--- TASK OBJECTIVE ---
Scan the entries for the string "OscillatorProblem" and give the number of lines that have it, nothing further.

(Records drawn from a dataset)
------------------------------------
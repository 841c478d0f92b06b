/// Indicates how the driver terminated.
#[derive(Debug, Clone, Copy, PartialEq, Eq)]
pub enum Status {
    /// Reached or passed the time horizon.
    Complete,

    /// Stopped early due to an observer action.
    StoppedByObserver,
}

/// The result of an RK4 integration.
///
/// Only the final state is kept. With [`Horizon::Overshoot`] the final time
/// may lie past the problem's horizon by less than one step.
///
/// [`Horizon::Overshoot`]: super::Horizon::Overshoot
#[derive(Debug, Clone, PartialEq)]
pub struct Solution {
    /// How the driver terminated.
    pub status: Status,

    /// Time of the final state.
    pub t: f64,

    /// The final state.
    pub state: Vec<f64>,

    /// Number of integration steps taken.
    pub steps: usize,
}
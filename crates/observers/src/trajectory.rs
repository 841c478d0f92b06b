use std::num::NonZeroUsize;

use stepwise_core::Observer;

use crate::traits::{HasState, HasStep, HasTime};

/// One recorded `(t, state)` pair.
#[derive(Debug, Clone, PartialEq)]
pub struct Point {
    /// The step number the point was recorded at.
    pub step: usize,

    /// Time at this point.
    pub t: f64,

    /// State at this point.
    pub state: Vec<f64>,
}

/// Records the trajectory a solver visits.
///
/// Drivers keep only the final state; pass `&mut Trajectory` as the observer
/// to keep the intermediate states too. Use [`Trajectory::every`] to record
/// only every `n`-th step on long runs.
///
/// A `Trajectory` never stops the solver.
#[derive(Debug, Clone)]
pub struct Trajectory {
    stride: NonZeroUsize,
    points: Vec<Point>,
}

impl Trajectory {
    /// Creates a trajectory that records every step.
    #[must_use]
    pub fn new() -> Self {
        Self::every(NonZeroUsize::MIN)
    }

    /// Creates a trajectory that records steps `0, n, 2n, ...`.
    #[must_use]
    pub fn every(stride: NonZeroUsize) -> Self {
        Self {
            stride,
            points: Vec::new(),
        }
    }

    /// Returns the recorded points in step order.
    #[must_use]
    pub fn points(&self) -> &[Point] {
        &self.points
    }

    /// Consumes the trajectory and returns the recorded points.
    #[must_use]
    pub fn into_points(self) -> Vec<Point> {
        self.points
    }

    fn record<E: HasStep + HasTime + HasState>(&mut self, event: &E) {
        if event.step() % self.stride.get() == 0 {
            self.points.push(Point {
                step: event.step(),
                t: event.time(),
                state: event.state().to_vec(),
            });
        }
    }
}

impl Default for Trajectory {
    fn default() -> Self {
        Self::new()
    }
}

impl<E, A> Observer<E, A> for Trajectory
where
    E: HasStep + HasTime + HasState,
{
    fn observe(&mut self, event: &E) -> Option<A> {
        self.record(event);
        None
    }
}

impl<E, A> Observer<E, A> for &mut Trajectory
where
    E: HasStep + HasTime + HasState,
{
    fn observe(&mut self, event: &E) -> Option<A> {
        self.record(event);
        None
    }
}

#[cfg(test)]
mod tests {
    use super::*;

    use approx::assert_relative_eq;
    use stepwise_core::{HarmonicOscillator, Problem};
    use stepwise_solvers::rk4::{self, Config};

    fn unit_oscillator(tmax: f64, dt: f64) -> Problem {
        Problem::new(0.0, [0.0, 1.0], dt, tmax).expect("valid problem")
    }

    #[test]
    fn records_every_step_including_initial() {
        let mut trajectory = Trajectory::new();

        let solution = rk4::solve(
            &HarmonicOscillator::default(),
            &unit_oscillator(1.0, 0.25),
            &Config::default(),
            &mut trajectory,
        )
        .expect("should integrate");

        let points = trajectory.points();
        assert_eq!(points.len(), solution.steps + 1);
        assert_eq!(points[0].state, vec![0.0, 1.0]);
        assert_eq!(points[0].t, 0.0);

        let last = points.last().expect("at least one point");
        assert_eq!(last.step, solution.steps);
        assert_eq!(last.t, solution.t);
        assert_eq!(last.state, solution.state);
    }

    #[test]
    fn recorded_points_follow_the_exact_solution() {
        let mut trajectory = Trajectory::new();

        rk4::solve(
            &HarmonicOscillator::default(),
            &unit_oscillator(3.0, 0.01),
            &Config::default(),
            &mut trajectory,
        )
        .expect("should integrate");

        for point in trajectory.points() {
            assert_relative_eq!(point.state[0], point.t.sin(), epsilon = 1e-8);
            assert_relative_eq!(point.state[1], point.t.cos(), epsilon = 1e-8);
        }
    }

    #[test]
    fn stride_thins_the_record() {
        let stride = NonZeroUsize::new(3).expect("non-zero");
        let mut trajectory = Trajectory::every(stride);

        rk4::solve(
            &HarmonicOscillator::default(),
            &unit_oscillator(2.5, 0.25),
            &Config::default(),
            &mut trajectory,
        )
        .expect("should integrate");

        let steps: Vec<usize> = trajectory.into_points().iter().map(|p| p.step).collect();
        assert_eq!(steps, vec![0, 3, 6, 9]);
    }

    #[test]
    fn owned_trajectory_is_an_observer() {
        let solution = rk4::solve(
            &HarmonicOscillator::default(),
            &unit_oscillator(1.0, 0.5),
            &Config::default(),
            Trajectory::default(),
        )
        .expect("should integrate");

        assert_eq!(solution.steps, 2);
    }
}
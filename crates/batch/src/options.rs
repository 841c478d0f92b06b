use std::{num::NonZeroUsize, time::Duration};

/// Options controlling how a batch is run.
///
/// The default runs on `rayon`'s global pool with no time budget.
#[derive(Debug, Clone, Copy, Default, PartialEq, Eq)]
pub struct Options {
    threads: Option<NonZeroUsize>,
    time_budget: Option<Duration>,
}

impl Options {
    /// Creates default options.
    #[must_use]
    pub fn new() -> Self {
        Self::default()
    }

    /// Runs the batch on a dedicated pool with `threads` workers.
    #[must_use]
    pub fn with_threads(self, threads: NonZeroUsize) -> Self {
        Self {
            threads: Some(threads),
            ..self
        }
    }

    /// Limits the wall-clock time the batch may start new problems in.
    ///
    /// The budget applies to whole problems: a problem that has started always
    /// runs to completion, and problems not yet started when the budget is
    /// spent are reported as [`Outcome::Skipped`](crate::Outcome::Skipped).
    #[must_use]
    pub fn with_time_budget(self, budget: Duration) -> Self {
        Self {
            time_budget: Some(budget),
            ..self
        }
    }

    /// Returns the dedicated pool size, if any.
    #[must_use]
    pub fn threads(&self) -> Option<NonZeroUsize> {
        self.threads
    }

    /// Returns the time budget, if any.
    #[must_use]
    pub fn time_budget(&self) -> Option<Duration> {
        self.time_budget
    }
}
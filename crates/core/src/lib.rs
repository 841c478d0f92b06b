//! Core traits and types for fixed-step ODE integration.
//!
//! This crate defines the shared abstractions that the stepper, observers, and
//! batch runner build on:
//!
//! - [`VectorField`] — a pure derivative function `f(t, u)` of fixed dimension
//! - [`FnField`] — adapts a closure into a [`VectorField`]
//! - [`HarmonicOscillator`] — the canonical two-dimensional field `[v, -ω²x]`
//! - [`Problem`], [`OscillatorProblem`] — validated initial-value problems
//! - [`Observer`] — receives solver events and optionally returns control actions

mod field;
mod observer;
mod oscillator;
mod problem;

pub use field::{FnField, VectorField};
pub use observer::Observer;
pub use oscillator::{HarmonicOscillator, Stiffness};
pub use problem::{OscillatorProblem, Problem, ProblemError};
/// Control actions supported by the RK4 driver.
#[derive(Debug, Clone, Copy, PartialEq, Eq)]
pub enum Action {
    /// Stop integrating and return the state reached so far.
    StopEarly,
}
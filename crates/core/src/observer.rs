/// Receives solver events and decides how integration should proceed.
///
/// Observers let callers watch a run (record a trajectory, log progress) or
/// stop it early without changing the solver's signature.
///
/// `observe` returns `Some(action)` to request a solver-specific action, or
/// `None` to let the solver continue unchanged.
///
/// Closures implement `Observer` automatically, and `()` is the no-op observer.
pub trait Observer<E, A> {
    /// Observes a solver event and optionally returns a control action.
    fn observe(&mut self, event: &E) -> Option<A>;
}

impl<E, A, F> Observer<E, A> for F
where
    F: FnMut(&E) -> Option<A>,
{
    fn observe(&mut self, event: &E) -> Option<A> {
        self(event)
    }
}

impl<E, A> Observer<E, A> for () {
    fn observe(&mut self, _event: &E) -> Option<A> {
        None
    }
}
------------------------------------
--- RESULT OF THIS TASK ---
2